DIRECTIONS FOR THIS TASK:
The lines to be copied are those below that contain "parameter".

DATA FOR ANALYSIS:

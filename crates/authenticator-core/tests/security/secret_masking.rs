//! Secrets must never reach formatted output.

use authenticator_core::{OtpError, Secret};

#[test]
fn debug_output_is_constant_regardless_of_content() {
    let a = Secret::new(&[0xDE; 64]).unwrap();
    let b = Secret::new(&[0x42; 64]).unwrap();
    assert_eq!(format!("{a:?}"), format!("{b:?}"));
    assert_eq!(format!("{a:?}"), "Secret(***)");
    assert_eq!(format!("{a}"), "Secret(***)");
}

#[test]
fn base32_error_does_not_echo_input() {
    let input = "SECRETSECRETSECRET1";
    let err = Secret::from_base32(input).unwrap_err();
    assert!(matches!(err, OtpError::InvalidSecret(_)));
    assert!(!err.to_string().contains(input));
}
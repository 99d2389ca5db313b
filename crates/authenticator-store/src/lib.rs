//! `authenticator-store`: token storage for the authenticator.
//!
//! Keeps the user's OTP tokens in two ordered sections (time-based and
//! counter-based), persists them in `SQLite` with secrets sealed under a
//! caller-supplied key, imports and exports `otpauth://` URIs, and verifies
//! codes with replay protection.

#![cfg_attr(test, allow(clippy::unwrap_used, clippy::arithmetic_side_effects))]

pub mod config;
pub mod db;
pub mod error;
pub mod manager;
pub mod seal;
pub mod token;
pub mod uri;

pub use config::StoreConfig;
pub use db::TokenDb;
pub use error::StoreError;
pub use manager::TokenManager;
pub use seal::StoreKey;
pub use token::{Section, Token, TokenKind};
pub use uri::{build_otpauth_uri, parse_otpauth_uri, parse_otpauth_uris};

/// Current Unix time in seconds.
///
/// The only place the crate reads the system clock; everything else takes
/// `now` as a parameter. A clock set before 1970 reads as 0.
#[must_use]
pub fn unix_now() -> u64 {
    std::time::SystemTime::now()
        .duration_since(std::time::UNIX_EPOCH)
        .unwrap_or_default()
        .as_secs()
}
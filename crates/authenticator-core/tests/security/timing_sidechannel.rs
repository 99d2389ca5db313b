//! Timing side-channel checks for `validate`.
//!
//! Uses Welch's t-test on the time taken to validate codes. Two wrong codes
//! that differ from the expected one at the first and at the last digit
//! must be indistinguishable (|t| < 4.5); this runs on every `cargo test`.
//! The slowest samples of each class are dropped before comparing, so a
//! few preemptions do not decide the outcome.
//!
//! The longer comparison of a matching against a non-matching code is
//! more sensitive to scheduler noise and only runs with `--ignored`.

use std::time::Instant;

use authenticator_core::{totp, validate, Algorithm, CodeLength, Digest, TimeStep};

/// Number of timing samples per class.
const SAMPLES: usize = 10_000;

/// Samples per class for the test that runs by default.
const QUICK_SAMPLES: usize = 2_000;

/// Share of each class kept after dropping the slowest samples.
const KEEP_FRACTION: f64 = 0.9;

/// Welch's t-test threshold. |t| < 4.5 means no detectable timing difference.
const T_THRESHOLD: f64 = 4.5;

const SECRET: &[u8] = b"12345678901234567890";
const TIME: u64 = 1_234_567_890;

#[inline(never)]
fn black_box_validate(code: &str) -> bool {
    let result = validate(
        SECRET,
        Algorithm::Totp(TimeStep::DEFAULT),
        Digest::Sha1,
        CodeLength::SIX,
        code,
        TIME,
        1,
    )
    .expect("validate should not error during timing test");
    std::hint::black_box(result.is_match())
}

/// `t = (mean_a - mean_b) / sqrt(var_a/n_a + var_b/n_b)`
#[allow(clippy::cast_precision_loss)]
fn welch_t_statistic(a: &[f64], b: &[f64]) -> f64 {
    if a.len() < 2 || b.len() < 2 {
        return f64::NAN;
    }

    let n_a = a.len() as f64;
    let n_b = b.len() as f64;

    let mean_a: f64 = a.iter().sum::<f64>() / n_a;
    let mean_b: f64 = b.iter().sum::<f64>() / n_b;

    let var_a: f64 = a.iter().map(|x| (x - mean_a).powi(2)).sum::<f64>() / (n_a - 1.0);
    let var_b: f64 = b.iter().map(|x| (x - mean_b).powi(2)).sum::<f64>() / (n_b - 1.0);

    let denominator = (var_a / n_a + var_b / n_b).sqrt();
    if denominator == 0.0 {
        return 0.0;
    }

    (mean_a - mean_b) / denominator
}

/// Replace the digit at `index` with a different digit.
fn flip_digit(code: &str, index: usize) -> String {
    code.char_indices()
        .map(|(i, c)| {
            if i == index {
                if c == '0' {
                    '1'
                } else {
                    '0'
                }
            } else {
                c
            }
        })
        .collect()
}

/// Sort `samples` and drop the slowest tail.
#[allow(
    clippy::cast_precision_loss,
    clippy::cast_possible_truncation,
    clippy::cast_sign_loss
)]
fn trimmed(mut samples: Vec<f64>) -> Vec<f64> {
    samples.sort_by(f64::total_cmp);
    let keep = (samples.len() as f64 * KEEP_FRACTION) as usize;
    samples.truncate(keep);
    samples
}

fn warm_up(codes: &[&str]) {
    for _ in 0..100 {
        for code in codes {
            black_box_validate(code);
        }
    }
}

#[allow(clippy::cast_precision_loss)]
fn sample(code: &str) -> f64 {
    let start = Instant::now();
    let _ = black_box_validate(code);
    start.elapsed().as_nanos() as f64
}

#[test]
fn mismatch_position_does_not_change_validate_timing() {
    let valid = totp(SECRET, TIME, TimeStep::DEFAULT, Digest::Sha1, CodeLength::SIX).unwrap();
    let first_wrong = flip_digit(&valid, 0);
    let last_wrong = flip_digit(&valid, 5);
    warm_up(&[first_wrong.as_str(), last_wrong.as_str()]);

    let mut early = Vec::with_capacity(QUICK_SAMPLES);
    let mut late = Vec::with_capacity(QUICK_SAMPLES);
    for _ in 0..QUICK_SAMPLES {
        early.push(sample(&first_wrong));
        late.push(sample(&last_wrong));
    }

    let t = welch_t_statistic(&trimmed(early), &trimmed(late)).abs();
    eprintln!("timing: |t| first/last digit = {t:.2} ({QUICK_SAMPLES} samples per class)");
    assert!(
        t < T_THRESHOLD,
        "validate leaks the position of the first wrong digit: |t| = {t:.2}"
    );
}

#[test]
#[ignore = "long statistical timing test; run with --ignored on an idle machine"]
fn validate_timing_does_not_depend_on_mismatch_position() {
    let valid = totp(SECRET, TIME, TimeStep::DEFAULT, Digest::Sha1, CodeLength::SIX).unwrap();
    let first_wrong = flip_digit(&valid, 0);
    let last_wrong = flip_digit(&valid, 5);

    warm_up(&[valid.as_str(), first_wrong.as_str(), last_wrong.as_str()]);

    let mut matching = Vec::with_capacity(SAMPLES);
    let mut early = Vec::with_capacity(SAMPLES);
    let mut late = Vec::with_capacity(SAMPLES);

    // Interleave the classes to cancel out drift.
    for _ in 0..SAMPLES {
        matching.push(sample(&valid));
        early.push(sample(&first_wrong));
        late.push(sample(&last_wrong));
    }

    let (matching, early, late) = (trimmed(matching), trimmed(early), trimmed(late));
    let t_match = welch_t_statistic(&matching, &early).abs();
    let t_position = welch_t_statistic(&early, &late).abs();

    eprintln!(
        "timing: |t| match/mismatch = {t_match:.2}, |t| first/last digit = {t_position:.2} \
         (threshold {T_THRESHOLD}, {SAMPLES} samples per class)"
    );

    assert!(
        t_match < T_THRESHOLD,
        "validate leaks whether the code matched: |t| = {t_match:.2}"
    );
    assert!(
        t_position < T_THRESHOLD,
        "validate leaks the position of the first wrong digit: |t| = {t_position:.2}"
    );
}

#[test]
fn welch_t_test_identical_distributions() {
    let a = vec![1.0; 100];
    let b = vec![1.0; 100];
    assert!(welch_t_statistic(&a, &b).abs() < f64::EPSILON);
}

#[test]
fn welch_t_test_separated_distributions() {
    let a: Vec<f64> = (0..100).map(|i| 100.0 + f64::from(i % 3)).collect();
    let b: Vec<f64> = (0..100).map(|i| 200.0 + f64::from(i % 3)).collect();
    assert!(welch_t_statistic(&a, &b).abs() > T_THRESHOLD);
}

#[test]
fn trimmed_drops_the_slowest_tail() {
    let samples: Vec<f64> = (0..100).rev().map(f64::from).collect();
    let kept = trimmed(samples);
    assert_eq!(kept.len(), 90);
    assert!(kept.iter().all(|&x| x < 90.0));
}

#[test]
fn flip_digit_changes_exactly_one_position() {
    assert_eq!(flip_digit("123456", 0), "023456");
    assert_eq!(flip_digit("023450", 5), "023451");
}
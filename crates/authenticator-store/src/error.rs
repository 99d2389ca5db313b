//! Store error types for `authenticator-store`.

use authenticator_core::OtpError;
use thiserror::Error;

use crate::token::Section;

/// Errors produced by token store operations.
#[derive(Debug, Error)]
pub enum StoreError {
    /// OTP engine rejected a secret or parameter (delegated from core).
    #[error(transparent)]
    Otp(#[from] OtpError),

    /// `SQLite` error.
    #[error("database error: {0}")]
    Database(String),

    /// Migration error during schema upgrade.
    #[error("migration error: {0}")]
    Migration(String),

    /// An index outside the bounds of its section.
    #[error("index {index} out of bounds for {section} section of {len} tokens")]
    IndexOutOfBounds {
        /// Section the index was applied to.
        section: Section,
        /// The offending index.
        index: usize,
        /// Number of tokens in the section.
        len: usize,
    },

    /// A token with this id is already in the store.
    #[error("duplicate token: {0}")]
    DuplicateToken(String),

    /// Malformed `otpauth://` URI.
    #[error("invalid otpauth URI: {0}")]
    InvalidUri(String),

    /// Sealing a secret failed (bad key length or AEAD failure).
    #[error("seal error: {0}")]
    Seal(String),

    /// A sealed secret could not be opened: wrong store key or tampered row.
    #[error("decryption failed")]
    Decryption,

    /// I/O error from the filesystem.
    #[error("I/O error: {0}")]
    Io(#[from] std::io::Error),
}

impl From<rusqlite::Error> for StoreError {
    fn from(err: rusqlite::Error) -> Self {
        Self::Database(err.to_string())
    }
}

REPLY TO THE TASK:
/// `now` as a parameter. A clock set before 1970 reads as 0.
    /// OTP engine rejected a secret or parameter (delegated from core).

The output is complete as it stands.